Remember also that software design patterns, database schemas, legacy integration are all subject to 'bookish' implementations. Would you also dismiss a guy who could name half a dozen datamodels & draw them on a whiteboard?
Since this thread is starting to become one on more general interview questions, I'd say the best interview is when the interviewee manages to turn the tables & drive the interview. In this case "What part of java do you know 100%" you could have turned it right around and spoke about how fast moving language semantics, APIs, vendor extensions etc are, that you have demonstrated how quickly you can adapt and select particular technologies to solving the business problem at hand yadda yadda yadda.
If you get a gift of a question like this, try and use it to take control.
Tim Holloway
Saloon Keeper

Joined: Jun 25, 2001
Posts: 16305
    
  21

You know how to turn the interview process scenario from interviewee to interviewer and watch the adversary scratching his behind or whatever convenience at the time.

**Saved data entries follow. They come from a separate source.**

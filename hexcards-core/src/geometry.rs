//! Layout helpers shared by the board and card renderers

use crate::grid::{HexCell, Point2};
use std::fmt;

/// Axis-aligned bounds of a point set
#[derive(Clone, Copy, Debug, PartialEq)]
pub struct BoundingBox {
    pub min_x: f64,
    pub min_y: f64,
    pub max_x: f64,
    pub max_y: f64,
}

impl BoundingBox {
    /// Bounds of a set of points, `None` when there are none
    pub fn of_points<I: IntoIterator<Item = Point2>>(points: I) -> Option<Self> {
        points.into_iter().fold(None, |acc, p| {
            Some(match acc {
                None => BoundingBox {
                    min_x: p.x,
                    min_y: p.y,
                    max_x: p.x,
                    max_y: p.y,
                },
                Some(b) => BoundingBox {
                    min_x: b.min_x.min(p.x),
                    min_y: b.min_y.min(p.y),
                    max_x: b.max_x.max(p.x),
                    max_y: b.max_y.max(p.y),
                },
            })
        })
    }

    /// Bounds of every vertex of every cell
    pub fn of_cells(cells: &[HexCell]) -> Option<Self> {
        Self::of_points(cells.iter().flat_map(|c| c.points.iter().copied()))
    }

    pub fn width(&self) -> f64 {
        self.max_x - self.min_x
    }

    pub fn height(&self) -> f64 {
        self.max_y - self.min_y
    }

    /// Geometric center, used as the pivot for whole-board rotation
    pub fn center(&self) -> Point2 {
        Point2::new(
            (self.min_x + self.max_x) / 2.0,
            (self.min_y + self.max_y) / 2.0,
        )
    }

    /// Grow the box by `pad` on every side
    pub fn padded(&self, pad: f64) -> ViewWindow {
        ViewWindow {
            min_x: self.min_x - pad,
            min_y: self.min_y - pad,
            width: self.width() + pad * 2.0,
            height: self.height() + pad * 2.0,
        }
    }
}

/// Visible region of a document, formatted as an SVG `viewBox`
#[derive(Clone, Copy, Debug, PartialEq)]
pub struct ViewWindow {
    pub min_x: f64,
    pub min_y: f64,
    pub width: f64,
    pub height: f64,
}

impl ViewWindow {
    pub const fn new(min_x: f64, min_y: f64, width: f64, height: f64) -> Self {
        Self {
            min_x,
            min_y,
            width,
            height,
        }
    }

    /// Whole-pixel size for printing
    pub fn pixel_size(&self) -> (u32, u32) {
        (self.width.ceil() as u32, self.height.ceil() as u32)
    }
}

impl fmt::Display for ViewWindow {
    fn fmt(&self, f: &mut fmt::Formatter<'_>) -> fmt::Result {
        write!(f, "{} {} {} {}", self.min_x, self.min_y, self.width, self.height)
    }
}

/// Target rectangle in document space
#[derive(Clone, Copy, Debug, PartialEq)]
pub struct Rect {
    pub x: f64,
    pub y: f64,
    pub width: f64,
    pub height: f64,
}

impl Rect {
    pub const fn new(x: f64, y: f64, width: f64, height: f64) -> Self {
        Self {
            x,
            y,
            width,
            height,
        }
    }
}

/// Uniform scale followed by a translation
#[derive(Clone, Copy, Debug, PartialEq)]
pub struct FitTransform {
    pub scale: f64,
    pub offset_x: f64,
    pub offset_y: f64,
}

impl FitTransform {
    pub const IDENTITY: FitTransform = FitTransform {
        scale: 1.0,
        offset_x: 0.0,
        offset_y: 0.0,
    };

    /// Largest uniform scale that fits `bounds` inside `target` less `pad` on
    /// each side, centred in the target. A box without area maps to
    /// [`FitTransform::IDENTITY`].
    pub fn fit(bounds: &BoundingBox, target: Rect, pad: f64) -> Self {
        if !(bounds.width() > 0.0 && bounds.height() > 0.0) {
            return Self::IDENTITY;
        }
        let scale = ((target.width - pad * 2.0) / bounds.width())
            .min((target.height - pad * 2.0) / bounds.height());
        if !scale.is_finite() {
            return Self::IDENTITY;
        }
        let center = bounds.center();
        Self {
            scale,
            offset_x: target.x + target.width / 2.0 - center.x * scale,
            offset_y: target.y + target.height / 2.0 - center.y * scale,
        }
    }

    pub fn apply(&self, point: Point2) -> Point2 {
        Point2::new(
            point.x * self.scale + self.offset_x,
            point.y * self.scale + self.offset_y,
        )
    }
}

/// Polygon vertices as an SVG `points` attribute: `"x,y x,y ..."`
pub fn points_attr<'a, I: IntoIterator<Item = &'a Point2>>(points: I) -> String {
    points
        .into_iter()
        .map(|p| format!("{},{}", p.x, p.y))
        .collect::<Vec<_>>()
        .join(" ")
}

#[cfg(test)]
mod tests {
    use super::*;
    use crate::grid::generate_hex_grid;

    const EPS: f64 = 1e-9;

    #[test]
    fn test_empty_bounds() {
        assert!(BoundingBox::of_points(Vec::<Point2>::new()).is_none());
        assert!(BoundingBox::of_cells(&[]).is_none());
    }

    #[test]
    fn test_single_hex_bounds() {
        let cells = generate_hex_grid(0, 4.0, 1.0);
        let bounds = BoundingBox::of_cells(&cells).unwrap();
        let half_width = 3f64.sqrt();
        assert!((bounds.min_x + half_width).abs() < EPS);
        assert!((bounds.max_x - half_width).abs() < EPS);
        assert!((bounds.min_y + 2.0).abs() < EPS);
        assert!((bounds.max_y - 2.0).abs() < EPS);
        let center = bounds.center();
        assert!(center.x.abs() < EPS && center.y.abs() < EPS);
    }

    #[test]
    fn test_padded_window() {
        let bounds = BoundingBox {
            min_x: -10.0,
            min_y: -5.0,
            max_x: 10.0,
            max_y: 5.5,
        };
        let window = bounds.padded(20.0);
        assert_eq!(window, ViewWindow::new(-30.0, -25.0, 60.0, 50.5));
        assert_eq!(window.pixel_size(), (60, 51));
        assert_eq!(window.to_string(), "-30 -25 60 50.5");
    }

    #[test]
    fn test_fit_centres_and_scales() {
        let bounds = BoundingBox {
            min_x: 0.0,
            min_y: 0.0,
            max_x: 10.0,
            max_y: 20.0,
        };
        let fit = FitTransform::fit(&bounds, Rect::new(100.0, 100.0, 200.0, 200.0), 10.0);
        // Height is the limiting side: 180 / 20
        assert!((fit.scale - 9.0).abs() < EPS);
        let center = fit.apply(bounds.center());
        assert!((center.x - 200.0).abs() < EPS);
        assert!((center.y - 200.0).abs() < EPS);
        let top = fit.apply(Point2::new(0.0, 0.0));
        assert!((top.y - 110.0).abs() < EPS);
    }

    #[test]
    fn test_fit_flat_box_is_identity() {
        let target = Rect::new(0.0, 0.0, 100.0, 100.0);
        let point = BoundingBox {
            min_x: 5.0,
            min_y: 5.0,
            max_x: 5.0,
            max_y: 5.0,
        };
        assert_eq!(FitTransform::fit(&point, target, 4.0), FitTransform::IDENTITY);

        let line = BoundingBox {
            min_x: 0.0,
            min_y: 3.0,
            max_x: 50.0,
            max_y: 3.0,
        };
        assert_eq!(FitTransform::fit(&line, target, 4.0), FitTransform::IDENTITY);
    }

    #[test]
    fn test_identity() {
        let p = Point2::new(3.5, -2.0);
        assert_eq!(FitTransform::IDENTITY.apply(p), p);
    }

    #[test]
    fn test_points_attr() {
        let points = [Point2::new(1.0, 2.5), Point2::new(-3.0, 0.0)];
        assert_eq!(points_attr(&points), "1,2.5 -3,0");
        assert_eq!(points_attr(&[] as &[Point2]), "");
    }
}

Thanks, Matt. Actually what they say is "Who does this annoying little piece of #$#%$!@@! think he is?"
Heck. There are, what, 1500+ basic JDK classes? Plus probably several hundred more J2EE ones - maybe more. java.lang.Object may be their ultimate base, but about the only method I have used regularly in 7+ years of watching Java grow up and yesterday's "must-have" minutiae become today's dangerously obsolete false wisdom is toString(). I was going to add equals(), but for what I do the default action generally serves. So when I need details, I pull them out of the "lumber room" of my library (to misquote Sherlock Holmes). The amount of time I spend looking up classes and methods is so small compared to the time I spend laying out subsystems and validating them in my head that I don't even bother to use an IDE with auto-completion to shorten the process.
One of my personal strengths is the ability to visualize (and to realize) projects of great scope while still being able to drill down all the way to the interrupt service routines, if necessary and thus to ensure that the system is integrated at both the macro and micro levels. But to do that requires way more info than what I can cram into my pointy little head. CD-ROM and Internet documentation are the only things that have kept my house from exploding - it's already crammed with reference books - which I've repeatedly learned to discard at my peril.
Have you thinking about switching interview strategy from technical oriented to business problem solver oriented? Did you have any advanced degree?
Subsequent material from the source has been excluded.